The Alexandria Technical and Community College Foundation received a $10,000 AT&T contribution to support science, technology, engineering and math (STEM) education during a check presentation on campus.

The Alexandria Technical and Community College Foundation received a $10,000 AT&T contribution to support science, technology, engineering and math (STEM) education during a check presentation on campus.
The donation will help Alexandria Technical and Community College (ATCC) raise awareness of STEM-based careers among local high school students.
“The shortage of qualified employees in STEM careers, particularly in manufacturing and transportation in West-Central Minnesota, is close to crisis level,” said Laura Urban, ATCC president. “Creating positive images of STEM careers in these areas is just one of the strategies that ATCC and its industry partners are using to get more potential employees in the career pipeline.”
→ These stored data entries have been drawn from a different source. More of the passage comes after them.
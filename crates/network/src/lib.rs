//! CiteForge network core
//!
//! Given a seed publication this crate:
//! - Normalizes the identifier for the metadata provider
//! - Expands a bounded citation neighborhood breadth-first
//! - Computes network statistics (in-degree density, most cited papers)
//! - Partitions the network into communities and ranks key papers by PageRank
//! - Hands the finished graph to an exporter

pub mod analysis;
pub mod builder;
pub mod community;
pub mod export;
pub mod graph;
pub mod normalize;
pub mod pagerank;
pub mod stats;

pub use analysis::{AnalysisReport, AnalysisRequest, CitationAnalyzer, Diagnostics};
pub use builder::{BuildParams, BuildSummary, NetworkBuilder};
pub use community::{detect_clusters, Cluster, ClusterSummary};
pub use export::{JsonGraphExporter, NetworkExporter};
pub use graph::{CitationGraph, NodeStatus, PaperNode};
pub use normalize::normalize;
pub use pagerank::{PageRankConfig, PageRankScorer};
pub use stats::{compute_stats, MostCitedPaper, NetworkStats};

#[cfg(test)]
pub(crate) mod fixtures;
//! Request-level options for network analysis

use serde::{Deserialize, Serialize};
use std::fmt;
use std::str::FromStr;

/// Which citation links the network builder follows
#[derive(Debug, Clone, Copy, Default, PartialEq, Eq, Hash, Serialize, Deserialize)]
#[serde(rename_all = "snake_case")]
pub enum Direction {
    /// Follow reference lists (papers the current paper cites)
    #[serde(alias = "citing")]
    CitingOnly,
    /// Follow citation lists (papers citing the current paper)
    #[serde(alias = "cited_by")]
    CitedByOnly,
    #[default]
    Both,
}

impl Direction {
    pub fn as_str(&self) -> &'static str {
        match self {
            Direction::CitingOnly => "citing_only",
            Direction::CitedByOnly => "cited_by_only",
            Direction::Both => "both",
        }
    }

    /// Whether reference lists are expanded
    pub fn follows_references(&self) -> bool {
        matches!(self, Direction::CitingOnly | Direction::Both)
    }

    /// Whether citation lists are expanded
    pub fn follows_citations(&self) -> bool {
        matches!(self, Direction::CitedByOnly | Direction::Both)
    }
}

impl fmt::Display for Direction {
    fn fmt(&self, f: &mut fmt::Formatter<'_>) -> fmt::Result {
        f.write_str(self.as_str())
    }
}

impl FromStr for Direction {
    type Err = String;

    fn from_str(s: &str) -> Result<Self, Self::Err> {
        match s {
            "citing_only" | "citing" => Ok(Direction::CitingOnly),
            "cited_by_only" | "cited_by" => Ok(Direction::CitedByOnly),
            "both" => Ok(Direction::Both),
            other => Err(format!("unknown direction '{}'", other)),
        }
    }
}

/// Community detection strategy
#[derive(Debug, Clone, Copy, Default, PartialEq, Eq, Hash, Serialize, Deserialize)]
#[serde(rename_all = "snake_case")]
pub enum ClusteringStrategy {
    /// Louvain modularity optimisation
    #[default]
    Modularity,
    /// Connected components of the undirected projection
    ConnectedComponents,
}

impl ClusteringStrategy {
    pub fn as_str(&self) -> &'static str {
        match self {
            ClusteringStrategy::Modularity => "modularity",
            ClusteringStrategy::ConnectedComponents => "connected_components",
        }
    }
}

impl fmt::Display for ClusteringStrategy {
    fn fmt(&self, f: &mut fmt::Formatter<'_>) -> fmt::Result {
        f.write_str(self.as_str())
    }
}

#[cfg(test)]
mod tests {
    use super::*;

    #[test]
    fn test_direction_accepts_short_aliases() {
        let d: Direction = serde_json::from_str("\"cited_by\"").unwrap();
        assert_eq!(d, Direction::CitedByOnly);
        assert_eq!("citing".parse::<Direction>().unwrap(), Direction::CitingOnly);
        assert!("sideways".parse::<Direction>().is_err());
    }

    #[test]
    fn test_direction_expansion_flags() {
        assert!(Direction::Both.follows_citations());
        assert!(Direction::Both.follows_references());
        assert!(!Direction::CitingOnly.follows_citations());
        assert!(!Direction::CitedByOnly.follows_references());
    }
}
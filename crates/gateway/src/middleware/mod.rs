//! Request middleware

pub mod rate_limit;
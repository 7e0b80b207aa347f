//! Domain models shared across CiteForge crates

mod analysis;
mod paper;

pub use analysis::{ClusteringStrategy, Direction};
pub use paper::{FetchedPaper, PublicationRecord};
The funding will help ATCC support two initiatives – Manufacturing Tour Days and the Minnesota Technology and Engineering Educators Association (MTEEA) Supermileage Challenge – that expose high school students to STEM-based careers.
Manufacturing Tour Days is designed for ninth through 12th grade students. The students tour area manufacturing facilities to see a variety of settings and employment opportunities. They also tour ATCC’s high-tech manufacturing and transportation program.
The MTEEA Supermileage Challenge is held annually in May at Brainerd International Raceway. The competition challenges high school students to work together to produce the most fuel efficient vehicle. Nearly 800 students in 95 teams from 45 high schools participate.
“With a shortage of skilled workers predicted for STEM careers, it is vital that we have local colleges like ATCC working to help encourage and prepare our young people for jobs in this exciting and promising field,” said State Senator Bill Ingebrigtsen.
“With more and more baby boomers retiring, local businesses are facing a skills gap that requires workers to obtain greater education and training for emerging jobs, especially those in STEM careers,” added State Representative Bud Nornes. “Community colleges like ATCC play an important role in developing the workforce for the jobs of the future.”